The last day of the National Road Safety Council’s (NRSC) 4th annual Road Safety Conference began this morning at the Windhoek Country Club and Resort.
The conference, under the theme Building common understanding towards the implementation of the Safe System Approach in Namibia, had speakers focussing on the importance of Road Safety Awareness, the causes of problems on the road and ways in which these issues can be solved.
Eliphas !Owos-oab, a road safety expert, spoke on the effects of withdrawn cases on the morale of traffic law enforcers, and possible remedies for these issues. He ensured that great efforts did exist to ensure road safety, and that it was the state’s obligation to administer justice.
“The Namibian Government is serious about road safety.” He said, adding that the facilities, human resources and funding were there, but many factors influenced the behaviour of road users, such as system backlogs, and possible misappropriation of funds. This backlog includes about 50 000 pending warrants of arrest since 2008 and about 1500 tickets issued daily. Other speakers of the conference, including head of City Police Chief, Abraham Kanime, Ambrosius Tierspoor and international speaker Martin Small, a global road expert and consultant, spoke about the integration of road safety education in lower primary, traffic law enforcement in the city, vehicle safety and road engineering interventions.

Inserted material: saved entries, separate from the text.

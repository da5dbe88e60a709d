//! Message view tests: posting, deleting, liking, and the session gate.

mod common;

use axum::http::StatusCode;

use warbler_web::models::Message;

use common::{body_text, test_app};

#[tokio::test]
async fn logged_in_user_can_add_a_message() {
    let app = test_app();
    let user = app.seed_user("testuser", "test@test.com", "testuser");

    let cookie = app.login("testuser", "testuser").await;

    let response = app.post("/messages/new", "text=Hello", Some(&cookie)).await;
    assert_eq!(response.status(), StatusCode::FOUND);

    let mut conn = app.conn();
    let messages = user.messages(&mut conn).unwrap();
    assert_eq!(messages.len(), 1);
    assert_eq!(messages[0].text, "Hello");
}

#[tokio::test]
async fn logged_out_user_cannot_add_a_message() {
    let app = test_app();
    app.seed_user("testuser", "test@test.com", "testuser");

    let response = app.post("/messages/new", "text=Hello", None).await;
    assert_eq!(response.status(), StatusCode::FOUND);

    let landed = app.follow_redirect(&response, None).await;
    assert_eq!(landed.status(), StatusCode::OK);
    assert!(body_text(landed).await.contains("Sign up"));

    let mut conn = app.conn();
    assert_eq!(Message::count(&mut conn).unwrap(), 0);
}

#[tokio::test]
async fn owner_can_delete_their_message() {
    let app = test_app();
    let user = app.seed_user("testuser", "test@test.com", "testuser");
    let message = {
        let mut conn = app.conn();
        Message::create(&mut conn, "test", user.id).unwrap()
    };

    let cookie = app.login("testuser", "testuser").await;

    let response = app
        .post(&format!("/messages/{}/delete", message.id), "", Some(&cookie))
        .await;
    assert_eq!(response.status(), StatusCode::FOUND);

    let landed = app.follow_redirect(&response, Some(&cookie)).await;
    assert_eq!(landed.status(), StatusCode::OK);

    let mut conn = app.conn();
    assert_eq!(Message::count(&mut conn).unwrap(), 0);
    assert_eq!(user.messages(&mut conn).unwrap().len(), 0);
}

#[tokio::test]
async fn logged_out_user_cannot_delete_a_message() {
    let app = test_app();
    let user = app.seed_user("testuser", "test@test.com", "testuser");
    let message = {
        let mut conn = app.conn();
        Message::create(&mut conn, "test", user.id).unwrap()
    };

    let response = app
        .post(&format!("/messages/{}/delete", message.id), "", None)
        .await;
    assert_eq!(response.status(), StatusCode::FOUND);

    let landed = app.follow_redirect(&response, None).await;
    assert_eq!(landed.status(), StatusCode::OK);
    assert!(body_text(landed).await.contains("Sign up"));

    let mut conn = app.conn();
    assert_eq!(Message::count(&mut conn).unwrap(), 1);
}

#[tokio::test]
async fn forged_user_id_field_is_ignored_on_create() {
    let app = test_app();
    let user = app.seed_user("testuser", "test@test.com", "testuser");
    let other = app.seed_user("other_user", "other@other.com", "otherother");

    let cookie = app.login("testuser", "testuser").await;

    let response = app
        .post(
            "/messages/new",
            &format!("text=Hello&user_id={}", other.id),
            Some(&cookie),
        )
        .await;
    assert_eq!(response.status(), StatusCode::FOUND);

    let mut conn = app.conn();
    assert_eq!(user.messages(&mut conn).unwrap().len(), 1);
    assert_eq!(other.messages(&mut conn).unwrap().len(), 0);
}

#[tokio::test]
async fn deleting_another_users_message_is_a_no_op() {
    let app = test_app();
    app.seed_user("testuser", "test@test.com", "testuser");
    let other = app.seed_user("other_user", "other@other.com", "otherother");
    let message = {
        let mut conn = app.conn();
        Message::create(&mut conn, "other_user's warble", other.id).unwrap()
    };

    let cookie = app.login("testuser", "testuser").await;

    let response = app
        .post(&format!("/messages/{}/delete", message.id), "", Some(&cookie))
        .await;

    // Deliberate authorization decision: quietly refuse with the usual
    // redirect, leaving the message untouched.
    assert_eq!(response.status(), StatusCode::FOUND);

    let mut conn = app.conn();
    assert_eq!(other.messages(&mut conn).unwrap().len(), 1);
    assert!(Message::find(&mut conn, message.id).unwrap().is_some());
}

#[tokio::test]
async fn message_page_shows_text_author_and_like_count() {
    let app = test_app();
    let user = app.seed_user("testuser", "test@test.com", "testuser");
    let message = {
        let mut conn = app.conn();
        let message = Message::create(&mut conn, "a warble worth reading", user.id).unwrap();
        user.like_message(&mut conn, &message).unwrap();
        message
    };

    let response = app.get(&format!("/messages/{}", message.id), None).await;
    assert_eq!(response.status(), StatusCode::OK);

    let body = body_text(response).await;
    assert!(body.contains("a warble worth reading"));
    assert!(body.contains("@testuser"));
    assert!(body.contains("1 likes"));
}

#[tokio::test]
async fn like_toggles_on_and_off() {
    let app = test_app();
    let user = app.seed_user("testuser", "test@test.com", "testuser");
    let message = {
        let mut conn = app.conn();
        Message::create(&mut conn, "test", user.id).unwrap()
    };

    let cookie = app.login("testuser", "testuser").await;

    let response = app
        .post(&format!("/messages/{}/like", message.id), "", Some(&cookie))
        .await;
    assert_eq!(response.status(), StatusCode::FOUND);
    {
        let mut conn = app.conn();
        assert_eq!(user.likes(&mut conn).unwrap().len(), 1);
    }

    let response = app
        .post(&format!("/messages/{}/like", message.id), "", Some(&cookie))
        .await;
    assert_eq!(response.status(), StatusCode::FOUND);
    {
        let mut conn = app.conn();
        assert_eq!(user.likes(&mut conn).unwrap().len(), 0);
    }
}

#[tokio::test]
async fn logged_out_user_cannot_like_a_message() {
    let app = test_app();
    let user = app.seed_user("testuser", "test@test.com", "testuser");
    let message = {
        let mut conn = app.conn();
        Message::create(&mut conn, "test", user.id).unwrap()
    };

    let response = app
        .post(&format!("/messages/{}/like", message.id), "", None)
        .await;
    assert_eq!(response.status(), StatusCode::FOUND);

    let landed = app.follow_redirect(&response, None).await;
    assert_eq!(landed.status(), StatusCode::OK);
    assert!(body_text(landed).await.contains("Sign up"));

    let mut conn = app.conn();
    assert_eq!(user.likes(&mut conn).unwrap().len(), 0);
}

#[tokio::test]
async fn message_over_140_characters_is_rejected() {
    let app = test_app();
    let user = app.seed_user("testuser", "test@test.com", "testuser");

    let cookie = app.login("testuser", "testuser").await;

    let long_text = "x".repeat(141);
    let response = app
        .post("/messages/new", &format!("text={long_text}"), Some(&cookie))
        .await;
    assert_eq!(response.status(), StatusCode::OK);

    let mut conn = app.conn();
    assert_eq!(user.messages(&mut conn).unwrap().len(), 0);
}
pub mod clients;
pub mod errors;
pub mod middleware;
pub mod session;
pub mod types;

pub use errors::{AppError, AppResult};
pub use types::*;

This conference serves as a platform for road safety practitioners to come together and share progress on the implementation of their Theme Work Plans for Road Safety Management, Education, Enforcement, engineering roads and vehicles and emergency response. It is held every year and aims to inform the public about the Safe System, which greatly promotes road safety with the hopes of having accident and injury free roads in Namibia.
The conference allowed for audience feedback, as comprehensive public consultation is important and should happen before any decisions are taken. Some comments that came from the audience were who was to be blamed for the way taxi drivers behaved on the roads, the problems with overloading, the need for a traffic court and the criteria used to choose lower primary teachers for road safety. Prime Minister, Dr. Hage Geingob, was the key note speaker along with the Mayor of Windhoek, Agnes Kafula, who welcoming the participants to the three day event.